These notes were written by Eric and amended by Jean. Eric took most of the photos and Jean took others. All photos were selected, cropped, and inserted into this file by Jean. Factual information was taken from various sources including tourist brochures; we do not guarantee its accuracy.
Click on a photo to see a full size version. Not recommended for readers on dialup connections — some of these files are between 1 and 2 MB. Photo album from this part of the trip (more photos than shown on this page) starts here.
Monday 9 February 2009: Mavora Lakes tour
Concerned about a long drive to the place where we were meeting our tour guide today, we were up and packed, had eaten a hot breakfast at the hotel, and were on the road to Roxburgh through rolling but dry sheep country, before 8 a.m. It was even a good road.
We made good time, however the overcast soon turned to rain, so our speed decreased. We had no navigation problems and were refuelling in the major town of Gore at around 10 a.m. We note with amusement that almost directly east of Gore is the smaller town of Clinton. You can not make this stuff up!
We reached Lumsden by 11 a.m. By this time we knew we would have no problems with our schedule, so we hung around for some time. However the rain did not decrease. If anything, it simply got heavier.
Mossburn was the last town we passed through.

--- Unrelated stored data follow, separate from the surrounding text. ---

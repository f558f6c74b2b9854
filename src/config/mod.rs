//! Company policy configuration.
//!
//! Policies are stored as loosely-typed documents and merged against defaults
//! into strongly-typed configs before the engine sees them. This module also
//! loads policy documents from YAML and validates them against legal floors.
//!
//! # Example
//!
//! ```no_run
//! use attendance_payroll_engine::config::ConfigLoader;
//!
//! let loader = ConfigLoader::load("./config/sample").unwrap();
//! println!("Night window: {:?}", loader.policies().attendance.night_window);
//! ```

mod loader;
mod types;
mod validation;

pub use loader::ConfigLoader;
pub use types::{
    AllowanceConfig, AllowanceConfigDocument, AllowanceType, AttendanceConfig,
    AttendanceConfigDocument, BreakConfig, BreakConfigDocument, DeductionConfig,
    DeductionConfigDocument, DeductionType, FixedBreakPeriod, GeoFence, OvertimeConfig,
    OvertimeConfigDocument, PayrollConfig, PayrollConfigDocument, PolicySet, RoundingDirection,
    RoundingMode, RoundingRule, TimeWindow,
};
//! Day classification for overtime tiering.
//!
//! A work date is classified as exactly one of holiday, weekend, or regular.
//! The classification is day-level: it depends on the work date only, never
//! on the time of day worked.

use chrono::NaiveDate;

use crate::models::{Calendar, DayType};

/// Determines the day type for a work date.
///
/// Holiday takes precedence when a date is both a holiday and a weekend day.
///
/// # Example
///
/// ```
/// use attendance_payroll_engine::calculation::get_day_type;
/// use attendance_payroll_engine::models::{DayType, Holiday, HolidayCalendar};
/// use chrono::NaiveDate;
///
/// let new_year = NaiveDate::from_ymd_opt(2026, 1, 1).unwrap();
/// let calendar = HolidayCalendar::with_holidays(vec![Holiday {
///     date: new_year,
///     name: "New Year's Day".to_string(),
///     region: "national".to_string(),
/// }]);
///
/// assert_eq!(get_day_type(new_year, &calendar), DayType::Holiday);
/// // 2026-01-17 is a Saturday
/// let saturday = NaiveDate::from_ymd_opt(2026, 1, 17).unwrap();
/// assert_eq!(get_day_type(saturday, &calendar), DayType::Weekend);
/// ```
pub fn get_day_type(date: NaiveDate, calendar: &dyn Calendar) -> DayType {
    if calendar.is_holiday(date) {
        DayType::Holiday
    } else if calendar.is_weekend(date) {
        DayType::Weekend
    } else {
        DayType::Regular
    }
}
pub mod aws_cli;
pub mod sts;

pub use aws_cli::AwsCliSessionProvider;
pub use sts::StsSessionProvider;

After our lunch of bread rolls and ham and cheese, Eric returned to the cafe to buy an ice cream. Who could resist an Orgasmic Organic Chocolate Climax with Saucy Ripple? Naturally it could hardly live up to its billing.
We continued on to the second turn off to Mavora Lakes Road, 29 km down the road, where we stopped on the gravel verge behind an unidentified four wheel drive vehicle. This contained John von Tunzelman, our tour guide. We followed him to a nearby house, as a safer place to leave our hire car. Then we all set off in the rain in his four wheel drive, along a gravel road to South Mavora Lake. This is one of two lakes fed by the Mararoa River, the other being the larger North Mavora Lake.

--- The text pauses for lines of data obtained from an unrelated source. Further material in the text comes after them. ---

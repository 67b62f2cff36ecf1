pub mod assume_role;
pub mod aws;
pub mod cli;
pub mod logging;
pub mod sandbox;
pub mod settings;
pub mod stack_outputs;
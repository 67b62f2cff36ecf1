use anyhow::{Context, Result};
use clap::Parser;
use reqwest::Client;

use playground::cli::SandboxPlanArgs;
use playground::logging;
use playground::sandbox::{operator, SandboxPlan};
use playground::settings::Settings;

#[tokio::main]
async fn main() -> Result<()> {
    logging::init();

    let args = SandboxPlanArgs::parse();
    let settings = Settings::load()?;

    let public_ip = match args.public_ip {
        Some(ip) => ip,
        None => operator::detect_public_ip(&Client::new(), operator::PUBLIC_IP_ENDPOINT).await?,
    };

    let key_path = match args.public_key {
        Some(path) => path,
        None => operator::default_public_key_path()
            .context("Could not determine home directory for ~/.ssh/id_rsa.pub")?,
    };
    let public_key = operator::read_public_key(&key_path)?;

    let plan = SandboxPlan {
        stack_name: settings.stack_name,
        region: settings.region,
        public_ip,
        public_key,
        token: operator::generate_token(),
    };

    if args.script_only {
        print!("{}", plan.bootstrap_script().render());
    } else {
        println!("{}", plan.render());
    }

    Ok(())
}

John was a former deer hunter who had worked for the Department of Conservation as a head ranger. One of his assignments had been to oversee Peter Jackson’s film production crew for Lord of the Rings in the Mavora Lakes area. He spent six weeks with them to ensure filming did not cause problems for the environment. He soon discovered that the film crew were most responsible, so most of the assignment John could spend observing how film makers operated.
John took us to the locations used to film Fangorn Forest and Nen Hithoel. We visited the Orc Hobbit chase scenes area, and walked around the log where the Hobbits hid. John also showed us the location where Gandalf whistled for his horse Shadowfax. The Lake actually stood in for the river during the film. John also showed us the location of the filming of the heap of burning Orc bodies. Of course, this was accompanied by many stories of events during the filming.

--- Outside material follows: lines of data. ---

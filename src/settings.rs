use config::{Config, ConfigError, Environment, File};
use serde::Deserialize;
use std::env;
use std::path::{Path, PathBuf};

use crate::sandbox::STACK_NAME;

/// Region used when neither `CDK_DEFAULT_REGION` nor a config file names one
pub const DEFAULT_REGION: &str = "us-east-1";

/// Settings shared by the helper binaries
#[derive(Debug, Deserialize, Clone)]
pub struct Settings {
    /// AWS region for STS and CloudFormation calls
    pub region: String,

    /// Name of the deployed sandbox stack
    pub stack_name: String,

    /// Exit with a non-zero status when the helper's operation fails.
    /// Off by default: existing scripts only inspect printed text.
    #[serde(default)]
    pub strict_exit: bool,

    /// AWS CLI program used by the subprocess session provider
    pub aws_cli: String,
}

impl Settings {
    /// Load settings from defaults, `playground.toml`, `PLAYGROUND_*` and `CDK_DEFAULT_REGION`
    ///
    /// The config file path can be changed with `PLAYGROUND_CONFIG`; the file is optional.
    pub fn load() -> Result<Self, ConfigError> {
        let config_file = env::var("PLAYGROUND_CONFIG")
            .map(PathBuf::from)
            .unwrap_or_else(|_| PathBuf::from("playground.toml"));

        Self::build(
            &config_file,
            Environment::with_prefix("PLAYGROUND"),
            env::var("CDK_DEFAULT_REGION").ok(),
        )
    }

    /// Assemble settings from explicit sources, later sources winning
    pub fn build(
        config_file: &Path,
        environment: Environment,
        region_override: Option<String>,
    ) -> Result<Self, ConfigError> {
        Config::builder()
            .set_default("region", DEFAULT_REGION)?
            .set_default("stack_name", STACK_NAME)?
            .set_default("strict_exit", false)?
            .set_default("aws_cli", "aws")?
            .add_source(File::from(config_file).required(false))
            .add_source(environment.try_parsing(true))
            // CDK's own variable takes precedence so the helpers follow the deployed region
            .set_override_option("region", region_override.filter(|r| !r.is_empty()))?
            .build()?
            .try_deserialize()
    }
}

John also had his own stories of working as a ranger. Two dangerous trees near a camp site, and a work crew about to fell them. One could be dropped safely into the forest. The other had to fall across the camping area. Only one small tent in the way, with bicycle tracks around it. They picked up the entire tent still erect, and carried it safely out of the way. Then they felled the tree. Chainsawed a large section out of the middle of the tree, and returned the tent to the gap in the fallen tree. Alas, they had to continue working elsewhere, and never did see the reaction of the returning campers.
John was wonderful value as a tour guide, as well as being helpful and friendly. He and his wife run a bed and breakfast in Te Anau.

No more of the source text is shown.